• [YOUR OBJECTIVE] Every line below between the line holding "if let Some(org)" and the line holding "let action: String", inclusive, should be repeated exactly, and all other lines omitted.
**** PROVIDED INFORMATION
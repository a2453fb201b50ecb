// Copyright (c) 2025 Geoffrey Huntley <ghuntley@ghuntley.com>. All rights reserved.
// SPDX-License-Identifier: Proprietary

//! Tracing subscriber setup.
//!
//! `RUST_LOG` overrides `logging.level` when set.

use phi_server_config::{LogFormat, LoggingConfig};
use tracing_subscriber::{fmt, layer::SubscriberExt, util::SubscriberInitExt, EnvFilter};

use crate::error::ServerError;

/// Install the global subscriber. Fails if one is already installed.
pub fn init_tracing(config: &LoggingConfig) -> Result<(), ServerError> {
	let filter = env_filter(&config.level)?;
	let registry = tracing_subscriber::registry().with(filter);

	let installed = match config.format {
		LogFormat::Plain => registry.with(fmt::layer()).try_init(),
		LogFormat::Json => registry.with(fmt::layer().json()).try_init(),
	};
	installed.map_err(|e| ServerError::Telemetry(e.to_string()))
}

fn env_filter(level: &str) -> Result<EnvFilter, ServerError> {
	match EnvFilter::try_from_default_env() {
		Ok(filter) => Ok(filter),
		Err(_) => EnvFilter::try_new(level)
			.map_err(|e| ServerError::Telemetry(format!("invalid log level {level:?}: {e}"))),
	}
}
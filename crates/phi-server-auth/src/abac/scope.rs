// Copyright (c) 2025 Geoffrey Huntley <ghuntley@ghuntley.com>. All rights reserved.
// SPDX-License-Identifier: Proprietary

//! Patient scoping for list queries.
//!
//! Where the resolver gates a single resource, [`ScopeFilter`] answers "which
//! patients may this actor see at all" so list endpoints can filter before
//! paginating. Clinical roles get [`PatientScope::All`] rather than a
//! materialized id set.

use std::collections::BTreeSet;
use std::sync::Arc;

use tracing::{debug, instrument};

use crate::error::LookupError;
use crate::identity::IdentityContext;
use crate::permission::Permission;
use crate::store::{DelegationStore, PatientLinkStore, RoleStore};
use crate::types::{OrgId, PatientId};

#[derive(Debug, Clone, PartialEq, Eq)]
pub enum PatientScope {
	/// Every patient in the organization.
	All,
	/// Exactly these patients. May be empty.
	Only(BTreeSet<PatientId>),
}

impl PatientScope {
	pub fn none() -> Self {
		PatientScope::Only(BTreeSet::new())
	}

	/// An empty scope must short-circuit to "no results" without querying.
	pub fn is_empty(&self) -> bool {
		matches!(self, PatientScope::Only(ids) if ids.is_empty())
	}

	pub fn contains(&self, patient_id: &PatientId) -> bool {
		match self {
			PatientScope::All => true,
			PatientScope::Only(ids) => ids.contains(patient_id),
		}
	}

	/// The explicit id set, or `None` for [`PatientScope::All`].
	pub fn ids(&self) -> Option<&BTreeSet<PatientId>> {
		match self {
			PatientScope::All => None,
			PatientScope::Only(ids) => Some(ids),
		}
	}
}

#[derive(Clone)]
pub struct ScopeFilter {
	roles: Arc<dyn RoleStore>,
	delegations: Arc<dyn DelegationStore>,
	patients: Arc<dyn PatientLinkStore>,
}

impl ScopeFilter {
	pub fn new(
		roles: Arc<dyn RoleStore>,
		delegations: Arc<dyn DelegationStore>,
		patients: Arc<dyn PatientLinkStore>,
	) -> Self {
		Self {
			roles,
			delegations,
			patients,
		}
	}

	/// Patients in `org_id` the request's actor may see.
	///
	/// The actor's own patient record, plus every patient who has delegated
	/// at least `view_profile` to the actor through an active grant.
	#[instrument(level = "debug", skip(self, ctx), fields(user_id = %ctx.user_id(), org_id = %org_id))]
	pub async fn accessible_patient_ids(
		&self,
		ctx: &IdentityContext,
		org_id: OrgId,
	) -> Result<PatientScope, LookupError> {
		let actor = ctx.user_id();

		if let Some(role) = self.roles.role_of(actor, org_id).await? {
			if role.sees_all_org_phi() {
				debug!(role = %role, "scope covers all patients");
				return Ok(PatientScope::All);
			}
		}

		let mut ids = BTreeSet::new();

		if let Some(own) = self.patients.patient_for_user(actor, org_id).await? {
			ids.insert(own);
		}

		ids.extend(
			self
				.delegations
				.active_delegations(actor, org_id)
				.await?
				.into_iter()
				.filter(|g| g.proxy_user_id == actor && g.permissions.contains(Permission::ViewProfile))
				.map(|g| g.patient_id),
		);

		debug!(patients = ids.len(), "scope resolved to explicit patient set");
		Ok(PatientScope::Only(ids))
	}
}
********
**** PROVIDED INFORMATION
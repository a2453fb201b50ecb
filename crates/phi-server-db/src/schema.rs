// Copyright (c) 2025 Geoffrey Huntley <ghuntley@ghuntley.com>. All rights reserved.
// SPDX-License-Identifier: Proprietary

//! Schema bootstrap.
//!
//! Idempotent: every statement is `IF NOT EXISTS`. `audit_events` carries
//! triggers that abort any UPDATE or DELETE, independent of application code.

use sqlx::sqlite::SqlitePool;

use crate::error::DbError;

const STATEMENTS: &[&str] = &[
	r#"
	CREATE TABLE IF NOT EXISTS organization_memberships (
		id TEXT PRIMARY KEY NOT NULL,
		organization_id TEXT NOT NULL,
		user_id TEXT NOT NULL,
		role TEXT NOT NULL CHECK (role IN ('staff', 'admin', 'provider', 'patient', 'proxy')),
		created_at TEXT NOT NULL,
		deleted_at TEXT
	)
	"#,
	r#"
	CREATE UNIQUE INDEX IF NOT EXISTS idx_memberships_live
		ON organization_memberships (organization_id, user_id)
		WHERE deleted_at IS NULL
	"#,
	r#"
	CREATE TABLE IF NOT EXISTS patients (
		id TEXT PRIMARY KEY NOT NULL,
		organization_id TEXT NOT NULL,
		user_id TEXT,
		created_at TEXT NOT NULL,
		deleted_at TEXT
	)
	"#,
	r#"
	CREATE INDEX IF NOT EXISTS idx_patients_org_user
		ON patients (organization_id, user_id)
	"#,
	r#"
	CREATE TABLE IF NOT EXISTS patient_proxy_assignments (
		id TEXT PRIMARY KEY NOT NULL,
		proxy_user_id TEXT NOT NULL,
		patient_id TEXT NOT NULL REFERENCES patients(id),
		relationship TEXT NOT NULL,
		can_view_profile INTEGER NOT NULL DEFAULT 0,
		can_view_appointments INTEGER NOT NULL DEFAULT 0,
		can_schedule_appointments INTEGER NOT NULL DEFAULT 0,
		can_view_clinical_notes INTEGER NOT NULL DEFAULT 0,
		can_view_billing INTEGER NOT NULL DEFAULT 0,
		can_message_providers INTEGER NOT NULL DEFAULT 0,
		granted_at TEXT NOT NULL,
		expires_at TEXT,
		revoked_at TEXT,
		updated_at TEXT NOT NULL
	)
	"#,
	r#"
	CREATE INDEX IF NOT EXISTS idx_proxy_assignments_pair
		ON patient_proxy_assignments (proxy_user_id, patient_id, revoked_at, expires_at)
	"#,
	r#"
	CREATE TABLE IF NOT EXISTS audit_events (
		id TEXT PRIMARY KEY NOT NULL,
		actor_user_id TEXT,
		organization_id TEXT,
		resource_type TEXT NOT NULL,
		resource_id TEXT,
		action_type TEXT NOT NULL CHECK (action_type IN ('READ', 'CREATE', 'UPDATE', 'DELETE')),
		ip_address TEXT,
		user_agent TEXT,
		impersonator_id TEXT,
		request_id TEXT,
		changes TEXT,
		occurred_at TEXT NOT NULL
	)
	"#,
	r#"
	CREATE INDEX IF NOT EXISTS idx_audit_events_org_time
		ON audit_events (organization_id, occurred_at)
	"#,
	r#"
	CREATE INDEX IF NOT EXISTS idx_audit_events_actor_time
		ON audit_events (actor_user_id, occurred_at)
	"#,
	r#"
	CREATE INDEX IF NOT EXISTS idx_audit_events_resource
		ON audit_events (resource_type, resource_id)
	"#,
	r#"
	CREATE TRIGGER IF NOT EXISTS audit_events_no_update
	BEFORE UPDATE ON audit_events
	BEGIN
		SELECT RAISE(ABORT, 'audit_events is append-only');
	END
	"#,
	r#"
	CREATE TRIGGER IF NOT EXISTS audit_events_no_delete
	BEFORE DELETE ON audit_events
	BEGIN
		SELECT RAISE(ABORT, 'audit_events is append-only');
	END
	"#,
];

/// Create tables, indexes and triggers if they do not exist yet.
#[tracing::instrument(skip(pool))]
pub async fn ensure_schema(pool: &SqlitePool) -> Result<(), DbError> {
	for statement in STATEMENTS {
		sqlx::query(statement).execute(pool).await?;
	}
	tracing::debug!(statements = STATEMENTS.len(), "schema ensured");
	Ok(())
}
********
**** PROVIDED INFORMATION
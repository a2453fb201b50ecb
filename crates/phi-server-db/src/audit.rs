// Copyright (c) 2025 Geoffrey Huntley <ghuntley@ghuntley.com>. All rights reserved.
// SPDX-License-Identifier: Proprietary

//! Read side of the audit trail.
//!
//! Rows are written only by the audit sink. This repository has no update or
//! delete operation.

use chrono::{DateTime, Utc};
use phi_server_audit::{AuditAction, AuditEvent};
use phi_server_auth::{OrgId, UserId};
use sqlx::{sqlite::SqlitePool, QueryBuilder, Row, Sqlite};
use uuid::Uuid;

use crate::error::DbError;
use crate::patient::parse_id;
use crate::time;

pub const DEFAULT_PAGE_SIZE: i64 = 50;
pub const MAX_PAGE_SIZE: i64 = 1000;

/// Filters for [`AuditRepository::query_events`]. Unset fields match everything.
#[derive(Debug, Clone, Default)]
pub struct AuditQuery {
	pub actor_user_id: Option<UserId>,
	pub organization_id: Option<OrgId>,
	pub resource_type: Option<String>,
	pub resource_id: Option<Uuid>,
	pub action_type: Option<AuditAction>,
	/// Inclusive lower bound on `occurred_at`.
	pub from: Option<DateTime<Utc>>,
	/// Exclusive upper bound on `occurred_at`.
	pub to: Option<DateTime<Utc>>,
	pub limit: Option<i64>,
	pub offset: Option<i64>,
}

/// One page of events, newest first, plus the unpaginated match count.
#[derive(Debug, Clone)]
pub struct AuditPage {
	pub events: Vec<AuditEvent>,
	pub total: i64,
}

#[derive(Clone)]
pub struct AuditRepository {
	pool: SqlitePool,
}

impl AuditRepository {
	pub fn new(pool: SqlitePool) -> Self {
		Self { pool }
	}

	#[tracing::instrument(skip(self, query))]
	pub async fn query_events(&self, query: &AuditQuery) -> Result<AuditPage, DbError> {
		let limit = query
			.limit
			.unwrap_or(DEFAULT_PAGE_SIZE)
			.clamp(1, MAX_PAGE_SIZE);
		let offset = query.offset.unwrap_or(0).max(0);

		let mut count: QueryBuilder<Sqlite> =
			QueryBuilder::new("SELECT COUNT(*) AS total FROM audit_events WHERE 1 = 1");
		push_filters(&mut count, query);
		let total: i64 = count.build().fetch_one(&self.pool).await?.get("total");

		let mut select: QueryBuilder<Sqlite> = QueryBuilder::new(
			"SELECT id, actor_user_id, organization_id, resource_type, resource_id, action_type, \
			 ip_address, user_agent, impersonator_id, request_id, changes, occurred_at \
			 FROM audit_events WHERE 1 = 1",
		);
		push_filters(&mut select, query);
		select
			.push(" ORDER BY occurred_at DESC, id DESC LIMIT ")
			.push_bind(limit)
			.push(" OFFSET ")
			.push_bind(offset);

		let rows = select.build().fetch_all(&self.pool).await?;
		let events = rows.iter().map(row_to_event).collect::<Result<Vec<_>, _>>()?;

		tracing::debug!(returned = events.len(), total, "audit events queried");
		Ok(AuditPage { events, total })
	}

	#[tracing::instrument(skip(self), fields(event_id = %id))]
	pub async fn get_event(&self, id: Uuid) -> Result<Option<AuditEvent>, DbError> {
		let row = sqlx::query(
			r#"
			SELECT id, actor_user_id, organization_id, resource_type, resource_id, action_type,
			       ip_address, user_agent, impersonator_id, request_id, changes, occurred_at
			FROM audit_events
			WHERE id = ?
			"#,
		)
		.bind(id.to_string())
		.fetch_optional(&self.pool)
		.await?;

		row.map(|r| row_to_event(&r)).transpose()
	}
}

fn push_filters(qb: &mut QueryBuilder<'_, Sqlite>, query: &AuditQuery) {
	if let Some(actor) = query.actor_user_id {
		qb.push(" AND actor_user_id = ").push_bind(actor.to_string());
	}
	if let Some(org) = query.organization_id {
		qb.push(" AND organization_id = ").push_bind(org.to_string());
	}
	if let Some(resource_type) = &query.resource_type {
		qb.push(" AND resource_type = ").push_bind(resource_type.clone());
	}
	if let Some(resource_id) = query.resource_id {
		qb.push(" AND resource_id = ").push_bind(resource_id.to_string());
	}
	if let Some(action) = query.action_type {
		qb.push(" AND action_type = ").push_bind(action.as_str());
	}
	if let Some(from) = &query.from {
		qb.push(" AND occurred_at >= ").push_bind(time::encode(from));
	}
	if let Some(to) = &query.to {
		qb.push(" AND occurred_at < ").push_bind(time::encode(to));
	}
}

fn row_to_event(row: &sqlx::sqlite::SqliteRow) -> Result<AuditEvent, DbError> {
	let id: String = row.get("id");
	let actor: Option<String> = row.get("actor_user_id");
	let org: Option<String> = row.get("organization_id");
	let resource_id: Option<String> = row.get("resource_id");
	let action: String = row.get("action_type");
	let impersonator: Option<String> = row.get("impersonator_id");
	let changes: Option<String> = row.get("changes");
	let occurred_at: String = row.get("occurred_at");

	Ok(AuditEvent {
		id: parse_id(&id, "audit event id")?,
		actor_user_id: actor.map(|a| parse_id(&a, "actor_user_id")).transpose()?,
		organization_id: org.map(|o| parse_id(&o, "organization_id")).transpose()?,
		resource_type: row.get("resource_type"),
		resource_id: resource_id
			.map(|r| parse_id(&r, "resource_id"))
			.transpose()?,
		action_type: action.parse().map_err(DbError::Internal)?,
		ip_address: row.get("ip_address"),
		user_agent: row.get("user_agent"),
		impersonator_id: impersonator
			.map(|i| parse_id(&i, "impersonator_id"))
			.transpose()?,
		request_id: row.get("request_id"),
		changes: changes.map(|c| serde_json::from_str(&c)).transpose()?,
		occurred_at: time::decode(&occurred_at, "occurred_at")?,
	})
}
********
• [TASK ANSWER]
	if let Some(org) = query.organization_id {
		qb.push(" AND organization_id = ").push_bind(org.to_string());
	}
	if let Some(resource_type) = &query.resource_type {
		qb.push(" AND resource_type = ").push_bind(resource_type.clone());
	}
	if let Some(resource_id) = query.resource_id {
		qb.push(" AND resource_id = ").push_bind(resource_id.to_string());
	}
	if let Some(action) = query.action_type {
		qb.push(" AND action_type = ").push_bind(action.as_str());
	}
	if let Some(from) = &query.from {
		qb.push(" AND occurred_at >= ").push_bind(time::encode(from));
	}
	if let Some(to) = &query.to {
		qb.push(" AND occurred_at < ").push_bind(time::encode(to));
	}
}

fn row_to_event(row: &sqlx::sqlite::SqliteRow) -> Result<AuditEvent, DbError> {
	let id: String = row.get("id");
	let actor: Option<String> = row.get("actor_user_id");
	let org: Option<String> = row.get("organization_id");
	let resource_id: Option<String> = row.get("resource_id");
	let action: String = row.get("action_type");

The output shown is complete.